Although Taylor’s eyes are most likely functioning the same as they did pre-injury, she has limited ability to “see” things neurologically. She can see colors and position and in bright light, make out objects and faces.This should improve but the extent of the improvement is unknown.

Personality

Although Taylor is mostly her same old self, her personality is healing along with the rest of her brain. During Taylor’s stage of healing, brain injury patients typically have amplified emotions. In Taylor’s case, because she is naturally silly, giddy and giggly, this means we spend most of the day laughing at silly stuff. Most of what she laughs at is not something Taylor would have laughed at pre-injury (example: Dad’s jokes).

She is aware of this difference, and this awareness could be seen when she talked today with some of her friends on the phone. After spending the entire day laughing with me, Taylor became very guarded when talking with her friends on the phone. I could tell she was aware of her personality changes and was responding by being less forthcoming. (If any of her friends are wondering why Taylor hasn’t contacted them, this may be why.) This is a natural response. Rest assured, Taylor is every bit as silly and fun as she ever was.

Taylor loves hearing messages from from all of you who have left them here and on her phone. She is amazed at how many of you write in. Today, we re-read several days worth from the website. She always smiles and is glad to hear the names and comments and is quick to laugh at any joke. She always has a big smile when I mention Mimi’s name, as Taylor can’t believe how often Mimi leaves a comment (thanks so much Mimi!). After hearing many messages, she said, “I have a lot of thank you cards to write.” Unlike her Dad, Taylor has always been awesome at sending thank you cards whenever she receives a gift or when someone does a favor for her. I’m sure one day when she is more able to do so, she will set about writing “thanks” to everyone she can, even though the list is long and growing each day. I will tell her, “No one expects you to write all those thank you cards,” and she will reply, “Don’t worry about it, Dad.”
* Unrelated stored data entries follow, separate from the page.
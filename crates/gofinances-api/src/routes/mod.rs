//! Route modules for the API server
//!
//! Each module follows a consistent structure:
//! - mod.rs: Module declaration and exports
//! - api.rs: JSON API and HTMX fragment endpoints
//! - page.rs: Full page rendering

pub mod dashboard;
In addition to the comments written on this site, she has received many text messages on her phone. These are generally different from the website messages in that they are more personal and playful. Most are surprisingly long and thoughtful. I ask Taylor how to reply to these messages, and a few times she said, “I don’t know what to say.” Later, she decided, “I will respond when I can do it myself.”

As I read all of these messages to her, I feel amazed at how many friends Taylor has made who have such great things to say about her. Unknown to me, Taylor has gone through life helping people in need, in small and big ways. Most of the stories are about Taylor seeing someone in need and introducing herself and offering help. These encounters end up in friendships, some lasting, some brief, but all of them meaningful to the people she encountered. One of the long text message stories was about how Taylor befriended someone and helped her through a tough time. It was so moving and beautiful that it left me in tears. I asked Taylor if I could ask the friend to put it on this site, and Taylor said “No, it might make her feel uncomfortable.” I continue to be amazed as I learn so much about Taylor that I didn’t know before.

On behalf of Taylor, thank you everyone for all of your support and kind thoughts.